Su di me che ero giovane ma già curioso osservatore del comportamento dei miei simili, Berto esercitava un’attrazione irresistibile.

Dovevo trovare il modo di avvicinarlo, di vincere quella sua innata ritrosia al rapporto con gli altri uomini, di carpirne qualche parola o qualche ricordo.

L’occasione venne quando ai primi di dicembre caddi sul ghiaccio e mi ruppi un gomito.
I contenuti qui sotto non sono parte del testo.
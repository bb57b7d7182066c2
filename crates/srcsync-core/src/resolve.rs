//! Copy directive resolution
//!
//! Turns one [`CopySpec`] into concrete source/destination pairs against a
//! materialized checkout. Nothing here touches the output tree beyond
//! asking whether a destination directory already exists.

use std::fs;
use std::path::{Path, PathBuf};

use glob::{MatchOptions, Pattern};
use srcsync_fs::{MirrorPath, NormalizedPath, clean_relative};

use crate::config::CopySpec;
use crate::{Error, Result};

const GLOB_METACHARACTERS: [char; 3] = ['*', '?', '['];

/// What a matched source is on disk.
///
/// Symlinks are always [`EntryKind::File`]; they are copied as links.
#[derive(Debug, Clone, Copy, PartialEq, Eq)]
pub enum EntryKind {
    File,
    Directory,
}

/// One resolved copy operation with absolute paths.
#[derive(Debug, Clone, PartialEq, Eq)]
pub struct CopyPair {
    pub src: PathBuf,
    /// Normalized, never carries a trailing separator
    pub dst: PathBuf,
    pub kind: EntryKind,
}

/// Resolve `copy` against the checkout at `repo_root`.
///
/// Pairs come back in sorted source order. A `src` that matches nothing,
/// neither as a pattern nor as a literal path, is [`Error::SourceNotFound`].
pub fn resolve(repo_root: &Path, output_root: &Path, copy: &CopySpec) -> Result<Vec<CopyPair>> {
    let src_rel = clean_relative(&copy.src).ok_or_else(|| {
        Error::malformed(format!("src '{}' must stay inside the repository", copy.src))
    })?;
    let dst_rel = clean_relative(&copy.dst).ok_or_else(|| {
        Error::malformed(format!(
            "dst '{}' must stay inside the output directory",
            copy.dst
        ))
    })?;

    let (matches, from_glob) = expand_source(repo_root, &src_rel)?;

    let base = NormalizedPath::new(output_root).join(&dst_rel).to_native();
    let dst_is_dir = dst_rel.is_empty()
        || copy.dst.ends_with('/')
        || copy.dst.ends_with('\\')
        || matches.len() > 1
        || base.is_dir();

    let mut pairs = Vec::with_capacity(matches.len());
    for src in matches {
        let meta = fs::symlink_metadata(&src).map_err(|e| srcsync_fs::Error::io(&src, e))?;
        let kind = if meta.is_dir() {
            EntryKind::Directory
        } else {
            EntryKind::File
        };

        let nest = match kind {
            EntryKind::File => dst_is_dir,
            EntryKind::Directory => from_glob,
        };
        let dst = match src.file_name() {
            Some(name) if nest => base.join(name),
            _ => base.clone(),
        };

        tracing::debug!(
            src = %src.display(),
            dst = %dst.display(),
            ?kind,
            "Resolved copy pair"
        );
        pairs.push(CopyPair {
            dst: NormalizedPath::new(&dst).to_native(),
            src,
            kind,
        });
    }

    Ok(pairs)
}

/// Expand `src_rel` to existing paths under `repo_root`.
///
/// The flag reports whether the matches came from pattern expansion; a
/// pattern that matched nothing and fell back to its literal path does not
/// count.
fn expand_source(repo_root: &Path, src_rel: &str) -> Result<(Vec<PathBuf>, bool)> {
    let literal = if src_rel.is_empty() {
        repo_root.to_path_buf()
    } else {
        repo_root.join(src_rel)
    };

    if src_rel.contains(GLOB_METACHARACTERS) {
        let matches = expand_glob(repo_root, src_rel)?;
        if !matches.is_empty() {
            return Ok((matches, true));
        }
        tracing::debug!(pattern = src_rel, "Pattern matched nothing, trying literal path");
    }

    if fs::symlink_metadata(&literal).is_ok() {
        Ok((vec![literal], false))
    } else {
        Err(Error::SourceNotFound { path: literal })
    }
}

fn expand_glob(repo_root: &Path, src_rel: &str) -> Result<Vec<PathBuf>> {
    let root = Pattern::escape(&repo_root.to_string_lossy());
    let pattern = format!("{}/{}", root.trim_end_matches('/'), src_rel);

    let options = MatchOptions {
        case_sensitive: true,
        require_literal_separator: true,
        require_literal_leading_dot: true,
    };
    let entries = glob::glob_with(&pattern, options).map_err(|e| Error::Pattern {
        pattern: src_rel.to_string(),
        message: e.msg.to_string(),
    })?;

    let mut matches = Vec::new();
    for entry in entries {
        let path = entry.map_err(|e| Error::Io(e.into_error()))?;
        let inside_git_dir = path
            .strip_prefix(repo_root)
            .map(|relative| {
                relative
                    .components()
                    .any(|c| c.as_os_str() == MirrorPath::GitDir.as_str())
            })
            .unwrap_or(false);
        if !inside_git_dir {
            matches.push(path);
        }
    }

    matches.sort();
    matches.dedup();
    Ok(matches)
}
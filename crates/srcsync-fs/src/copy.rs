//! Tree copy and tree clean primitives
//!
//! Copies preserve symlinks as links (never following them), file
//! permissions, and access/modification times. Directory copies merge into
//! whatever already exists at the destination.

use std::fs::{self, Metadata};
use std::path::{Path, PathBuf};

use filetime::FileTime;
use walkdir::WalkDir;

use crate::{Error, Result};

/// Copy a single file or symlink to `dst`, replacing what is there.
///
/// The destination's parent directory must already exist.
pub fn copy_file(src: &Path, dst: &Path) -> Result<()> {
    let meta = fs::symlink_metadata(src).map_err(|e| Error::io(src, e))?;
    if meta.file_type().is_symlink() {
        return copy_symlink(src, dst);
    }

    // fs::copy would write through a symlink sitting at the destination
    if let Ok(existing) = fs::symlink_metadata(dst)
        && existing.file_type().is_symlink()
    {
        fs::remove_file(dst).map_err(|e| Error::io(dst, e))?;
    }

    fs::copy(src, dst).map_err(|e| Error::io(dst, e))?;
    apply_times(dst, &meta)
}

/// Recursively copy the directory `src` into `dst`.
///
/// Entries whose file name appears in `exclude` are skipped at every depth,
/// together with everything beneath them. Returns the number of files and
/// links written.
pub fn copy_tree(src: &Path, dst: &Path, exclude: &[&str]) -> Result<usize> {
    fs::create_dir_all(dst).map_err(|e| Error::io(dst, e))?;

    let mut copied = 0;
    let mut directories: Vec<(PathBuf, Metadata)> = Vec::new();

    let walker = WalkDir::new(src)
        .follow_links(false)
        .sort_by_file_name()
        .into_iter()
        .filter_entry(|entry| {
            entry.depth() == 0
                || !exclude
                    .iter()
                    .any(|name| entry.file_name() == std::ffi::OsStr::new(name))
        });

    for entry in walker {
        let entry = entry.map_err(|e| {
            let path = e.path().unwrap_or(src).to_path_buf();
            Error::io(path, e.into())
        })?;

        let Ok(relative) = entry.path().strip_prefix(src) else {
            continue;
        };
        let target = dst.join(relative);
        let file_type = entry.file_type();

        if file_type.is_dir() {
            if let Ok(existing) = fs::symlink_metadata(&target)
                && !existing.is_dir()
            {
                fs::remove_file(&target).map_err(|e| Error::io(&target, e))?;
            }
            fs::create_dir_all(&target).map_err(|e| Error::io(&target, e))?;
            let meta = entry
                .metadata()
                .map_err(|e| Error::io(entry.path(), e.into()))?;
            directories.push((target, meta));
        } else {
            if let Ok(existing) = fs::symlink_metadata(&target)
                && existing.is_dir()
            {
                fs::remove_dir_all(&target).map_err(|e| Error::io(&target, e))?;
            }
            copy_file(entry.path(), &target)?;
            copied += 1;
        }
    }

    // Deepest first, so writing children no longer disturbs a parent's
    // mtime and read-only permissions cannot block the copy.
    for (target, meta) in directories.iter().rev() {
        fs::set_permissions(target, meta.permissions()).map_err(|e| Error::io(target, e))?;
        apply_times(target, meta)?;
    }

    Ok(copied)
}

/// Remove `dir` recursively, except for the paths listed in `keep`.
///
/// When any kept path lies beneath `dir`, the directory itself survives and
/// only the entries around the kept paths are removed.
pub fn clean_tree(dir: &Path, keep: &[PathBuf]) -> Result<()> {
    let guarded = keep
        .iter()
        .any(|kept| kept.starts_with(dir) && kept.as_path() != dir);
    if !guarded {
        return remove_entry(dir);
    }

    let entries = fs::read_dir(dir).map_err(|e| Error::io(dir, e))?;
    for entry in entries {
        let entry = entry.map_err(|e| Error::io(dir, e))?;
        let path = entry.path();
        if keep.contains(&path) {
            tracing::debug!(path = %path.display(), "Keeping protected path");
            continue;
        }

        let is_dir = entry
            .file_type()
            .map_err(|e| Error::io(&path, e))?
            .is_dir();
        if is_dir && keep.iter().any(|kept| kept.starts_with(&path)) {
            clean_tree(&path, keep)?;
        } else {
            remove_entry(&path)?;
        }
    }
    Ok(())
}

/// Remove a file, symlink or directory tree.
fn remove_entry(path: &Path) -> Result<()> {
    let meta = fs::symlink_metadata(path).map_err(|e| Error::io(path, e))?;
    if meta.is_dir() {
        fs::remove_dir_all(path).map_err(|e| Error::io(path, e))
    } else {
        fs::remove_file(path).map_err(|e| Error::io(path, e))
    }
}

fn apply_times(path: &Path, meta: &Metadata) -> Result<()> {
    let atime = FileTime::from_last_access_time(meta);
    let mtime = FileTime::from_last_modification_time(meta);
    filetime::set_file_times(path, atime, mtime).map_err(|e| Error::io(path, e))
}

fn copy_symlink(src: &Path, dst: &Path) -> Result<()> {
    let link_target = fs::read_link(src).map_err(|e| Error::io(src, e))?;

    if fs::symlink_metadata(dst).is_ok() {
        remove_entry(dst)?;
    }

    #[cfg(unix)]
    std::os::unix::fs::symlink(&link_target, dst).map_err(|e| Error::io(dst, e))?;

    #[cfg(windows)]
    {
        let resolved = src
            .parent()
            .map(|parent| parent.join(&link_target))
            .unwrap_or_else(|| link_target.clone());
        let result = if resolved.is_dir() {
            std::os::windows::fs::symlink_dir(&link_target, dst)
        } else {
            std::os::windows::fs::symlink_file(&link_target, dst)
        };
        result.map_err(|e| Error::io(dst, e))?;
    }

    Ok(())
}
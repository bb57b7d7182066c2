//! Command implementations for srcsync-cli

pub mod check;
pub mod sync;

pub use check::{EXIT_ERROR, exit_code, run_check};
pub use sync::run_sync;

use std::path::PathBuf;

use srcsync_core::{Manifest, MirrorEngine};
use srcsync_fs::MirrorPath;
use srcsync_git::GitMaterializer;

use crate::cli::TargetArgs;
use crate::error::{CliError, Result};

/// Cache directory from the flag or environment, else the platform default.
pub fn cache_dir(explicit: Option<PathBuf>) -> Result<PathBuf> {
    match explicit {
        Some(dir) => Ok(dir),
        None => dirs::cache_dir()
            .map(|dir| dir.join(MirrorPath::CacheDirName.as_str()))
            .ok_or_else(|| {
                CliError::user(
                    "No platform cache directory; pass --cache-dir or set SRCSYNC_CACHE_DIR",
                )
            }),
    }
}

/// Load the manifest and build the engine for one invocation.
fn prepare(args: &TargetArgs) -> Result<(Manifest, MirrorEngine<GitMaterializer>)> {
    let manifest = Manifest::load(&args.manifest, args.output_dir.as_deref())?;
    let cache_dir = cache_dir(args.cache_dir.clone())?;
    tracing::debug!(
        manifest = %args.manifest.display(),
        output = %manifest.output_dir().display(),
        cache = %cache_dir.display(),
        "Prepared invocation"
    );
    let engine = MirrorEngine::new(cache_dir, GitMaterializer::new());
    Ok((manifest, engine))
}

#[cfg(test)]
mod tests {
    use super::*;

    #[test]
    fn explicit_cache_dir_wins() {
        let dir = cache_dir(Some(PathBuf::from("/tmp/explicit"))).unwrap();
        assert_eq!(dir, PathBuf::from("/tmp/explicit"));
    }
}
Finii in ospedale e, dopo avermi rimesso l’articolazione a posto, mi ingessarono come un manichino in posa da cicisbeo e mi dimisero con la prescrizione di mantenere quella fastidiosa imbracatura almeno per trenta giorni.

E con quella ingessatura che mi vincolava il braccio sinistro come in un geroglifico egiziano, sfumò per me anche l’ultima parte della stagione di caccia.

Ma passati i primi giorni, io mi sentii subito meglio e mi venne una gran voglia di non perdermi almeno il clima di quelle ultime quattro o cinque battute.

Se non potevo maneggiare il fucile, nessuno però poteva vietarmi di assistere come spettatore.

Così, sfidando le ire di mia moglie, e sfidando anche un eventuale posto di blocco guidando con la sola mano destra e la punta delle dita della sinistra, mi recai puntuale agli ultimi ritrovi della domenica e del mercoledì.

Il problema semmai era di trovare un compagno disponibile a sorbirsi un socio mezzo invalido e nullafacente attaccato alle costole.

Dato il buon carattere dei più non sarebbe stata un’impresa impossibile, ma decisi di tentare una mossa difficile.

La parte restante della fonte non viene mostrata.